Stored data entries
----------
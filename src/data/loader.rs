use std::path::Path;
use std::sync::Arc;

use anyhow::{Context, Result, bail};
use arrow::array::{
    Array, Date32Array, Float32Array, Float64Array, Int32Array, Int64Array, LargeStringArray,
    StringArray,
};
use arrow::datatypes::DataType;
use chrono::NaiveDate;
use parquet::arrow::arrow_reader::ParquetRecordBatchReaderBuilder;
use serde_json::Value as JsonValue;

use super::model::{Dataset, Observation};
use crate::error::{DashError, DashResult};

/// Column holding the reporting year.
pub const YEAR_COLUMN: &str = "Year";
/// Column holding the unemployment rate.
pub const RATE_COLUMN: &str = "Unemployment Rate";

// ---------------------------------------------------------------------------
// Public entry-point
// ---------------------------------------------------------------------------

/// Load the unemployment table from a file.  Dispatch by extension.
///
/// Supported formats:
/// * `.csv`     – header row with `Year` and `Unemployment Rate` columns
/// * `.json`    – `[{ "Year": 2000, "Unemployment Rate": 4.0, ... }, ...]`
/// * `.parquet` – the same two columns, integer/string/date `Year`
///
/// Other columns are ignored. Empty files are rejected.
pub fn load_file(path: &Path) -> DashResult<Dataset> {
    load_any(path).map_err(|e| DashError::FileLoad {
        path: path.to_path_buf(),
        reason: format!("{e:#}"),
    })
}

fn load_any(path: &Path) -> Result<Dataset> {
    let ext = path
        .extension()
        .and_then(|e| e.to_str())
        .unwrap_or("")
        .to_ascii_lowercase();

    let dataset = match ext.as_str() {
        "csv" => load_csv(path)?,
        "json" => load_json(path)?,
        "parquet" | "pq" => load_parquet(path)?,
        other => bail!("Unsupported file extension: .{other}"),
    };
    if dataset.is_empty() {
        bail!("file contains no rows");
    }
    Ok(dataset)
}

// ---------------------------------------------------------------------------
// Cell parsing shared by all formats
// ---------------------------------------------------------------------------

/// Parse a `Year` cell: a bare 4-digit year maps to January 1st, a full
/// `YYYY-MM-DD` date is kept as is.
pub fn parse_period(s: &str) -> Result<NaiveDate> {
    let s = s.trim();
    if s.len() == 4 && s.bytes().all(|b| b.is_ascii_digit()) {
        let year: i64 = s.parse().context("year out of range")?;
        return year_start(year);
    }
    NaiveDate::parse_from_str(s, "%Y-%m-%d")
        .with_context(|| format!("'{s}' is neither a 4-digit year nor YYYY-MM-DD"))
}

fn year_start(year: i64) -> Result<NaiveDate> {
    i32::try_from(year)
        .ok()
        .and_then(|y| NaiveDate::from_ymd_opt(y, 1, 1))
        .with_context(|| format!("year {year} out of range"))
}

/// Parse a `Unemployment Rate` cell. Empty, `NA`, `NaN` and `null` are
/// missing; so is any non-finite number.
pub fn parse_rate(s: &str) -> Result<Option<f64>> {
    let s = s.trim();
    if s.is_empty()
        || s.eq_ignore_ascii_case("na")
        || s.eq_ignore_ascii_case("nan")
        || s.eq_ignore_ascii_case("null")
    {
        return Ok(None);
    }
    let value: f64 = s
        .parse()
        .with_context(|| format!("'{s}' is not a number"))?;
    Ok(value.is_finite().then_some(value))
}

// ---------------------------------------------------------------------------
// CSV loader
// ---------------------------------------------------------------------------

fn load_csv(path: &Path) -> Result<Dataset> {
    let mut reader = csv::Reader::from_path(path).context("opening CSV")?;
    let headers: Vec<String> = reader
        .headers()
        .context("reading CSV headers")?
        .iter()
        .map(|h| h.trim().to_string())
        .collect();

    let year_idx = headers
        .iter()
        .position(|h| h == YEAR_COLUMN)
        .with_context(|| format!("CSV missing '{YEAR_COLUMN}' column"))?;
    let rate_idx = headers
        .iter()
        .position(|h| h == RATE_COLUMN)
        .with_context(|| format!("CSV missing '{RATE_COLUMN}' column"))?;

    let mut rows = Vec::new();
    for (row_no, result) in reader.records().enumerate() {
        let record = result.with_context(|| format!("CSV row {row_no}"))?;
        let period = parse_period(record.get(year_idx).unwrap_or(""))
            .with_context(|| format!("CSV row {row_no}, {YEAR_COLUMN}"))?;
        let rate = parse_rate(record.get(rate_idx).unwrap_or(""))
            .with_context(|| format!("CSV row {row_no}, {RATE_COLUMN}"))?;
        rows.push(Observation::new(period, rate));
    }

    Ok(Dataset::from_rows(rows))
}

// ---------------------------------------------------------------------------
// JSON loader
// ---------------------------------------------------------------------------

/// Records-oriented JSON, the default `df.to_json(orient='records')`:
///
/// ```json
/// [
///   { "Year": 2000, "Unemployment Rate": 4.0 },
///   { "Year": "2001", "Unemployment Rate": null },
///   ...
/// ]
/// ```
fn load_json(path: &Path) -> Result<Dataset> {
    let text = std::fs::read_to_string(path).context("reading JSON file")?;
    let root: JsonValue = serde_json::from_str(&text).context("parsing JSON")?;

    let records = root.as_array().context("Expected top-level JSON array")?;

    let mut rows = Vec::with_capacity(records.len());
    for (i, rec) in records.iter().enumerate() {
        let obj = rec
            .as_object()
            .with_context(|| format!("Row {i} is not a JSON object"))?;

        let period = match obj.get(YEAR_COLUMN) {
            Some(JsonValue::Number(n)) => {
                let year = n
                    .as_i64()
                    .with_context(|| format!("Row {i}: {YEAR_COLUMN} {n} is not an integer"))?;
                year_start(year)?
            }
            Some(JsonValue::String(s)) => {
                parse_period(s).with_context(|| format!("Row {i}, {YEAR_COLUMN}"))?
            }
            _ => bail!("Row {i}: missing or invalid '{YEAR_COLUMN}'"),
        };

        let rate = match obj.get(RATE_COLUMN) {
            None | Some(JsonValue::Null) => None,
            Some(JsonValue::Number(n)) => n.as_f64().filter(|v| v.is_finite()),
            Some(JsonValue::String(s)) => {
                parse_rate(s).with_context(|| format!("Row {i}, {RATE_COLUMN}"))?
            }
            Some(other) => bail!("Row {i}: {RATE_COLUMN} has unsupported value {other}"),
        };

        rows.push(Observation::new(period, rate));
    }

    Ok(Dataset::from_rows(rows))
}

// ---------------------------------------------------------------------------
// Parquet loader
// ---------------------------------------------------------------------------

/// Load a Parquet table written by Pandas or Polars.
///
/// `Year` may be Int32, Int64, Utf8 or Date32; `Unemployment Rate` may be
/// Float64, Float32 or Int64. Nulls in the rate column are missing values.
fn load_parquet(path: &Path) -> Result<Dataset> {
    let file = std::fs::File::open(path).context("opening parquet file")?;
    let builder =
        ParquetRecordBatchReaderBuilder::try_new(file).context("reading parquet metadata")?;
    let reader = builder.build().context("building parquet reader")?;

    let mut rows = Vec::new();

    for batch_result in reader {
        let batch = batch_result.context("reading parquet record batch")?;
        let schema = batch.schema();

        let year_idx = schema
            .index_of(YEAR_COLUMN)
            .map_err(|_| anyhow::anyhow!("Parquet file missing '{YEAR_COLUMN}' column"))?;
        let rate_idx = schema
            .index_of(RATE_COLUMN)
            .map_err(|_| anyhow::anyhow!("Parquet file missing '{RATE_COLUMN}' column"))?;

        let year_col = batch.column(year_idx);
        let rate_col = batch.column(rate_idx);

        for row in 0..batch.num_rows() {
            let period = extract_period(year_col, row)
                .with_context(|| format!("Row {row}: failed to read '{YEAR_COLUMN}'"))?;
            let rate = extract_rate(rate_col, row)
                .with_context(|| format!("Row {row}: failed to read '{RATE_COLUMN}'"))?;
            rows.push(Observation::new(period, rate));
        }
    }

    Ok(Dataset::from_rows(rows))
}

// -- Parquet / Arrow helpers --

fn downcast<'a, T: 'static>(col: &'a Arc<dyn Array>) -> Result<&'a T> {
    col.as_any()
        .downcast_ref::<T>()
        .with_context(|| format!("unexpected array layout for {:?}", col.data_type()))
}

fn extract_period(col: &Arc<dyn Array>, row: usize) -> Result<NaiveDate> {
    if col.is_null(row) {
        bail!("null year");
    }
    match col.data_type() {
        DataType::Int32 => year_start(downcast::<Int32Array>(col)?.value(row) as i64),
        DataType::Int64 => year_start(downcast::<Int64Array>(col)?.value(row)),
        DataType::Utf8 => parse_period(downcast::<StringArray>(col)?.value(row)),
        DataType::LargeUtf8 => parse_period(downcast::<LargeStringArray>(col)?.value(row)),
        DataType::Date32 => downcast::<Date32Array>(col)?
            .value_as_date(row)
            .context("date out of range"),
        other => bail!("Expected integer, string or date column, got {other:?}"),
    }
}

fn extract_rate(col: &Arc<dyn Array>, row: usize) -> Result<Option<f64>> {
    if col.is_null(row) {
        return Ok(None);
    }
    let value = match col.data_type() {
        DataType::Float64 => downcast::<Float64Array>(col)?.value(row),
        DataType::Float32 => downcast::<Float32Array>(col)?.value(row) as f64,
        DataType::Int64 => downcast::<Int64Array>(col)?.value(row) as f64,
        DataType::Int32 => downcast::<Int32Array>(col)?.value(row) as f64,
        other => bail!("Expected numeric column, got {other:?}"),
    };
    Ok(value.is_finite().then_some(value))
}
----------
Find every line in the records that has the word "bail". Copy those lines.

use anyhow::{Context, Result, bail};
        other => bail!("Unsupported file extension: .{other}"),
        bail!("file contains no rows");
            _ => bail!("Row {i}: missing or invalid '{YEAR_COLUMN}'"),
            Some(other) => bail!("Row {i}: {RATE_COLUMN} has unsupported value {other}"),
        bail!("null year");
        other => bail!("Expected integer, string or date column, got {other:?}"),
        other => bail!("Expected numeric column, got {other:?}"),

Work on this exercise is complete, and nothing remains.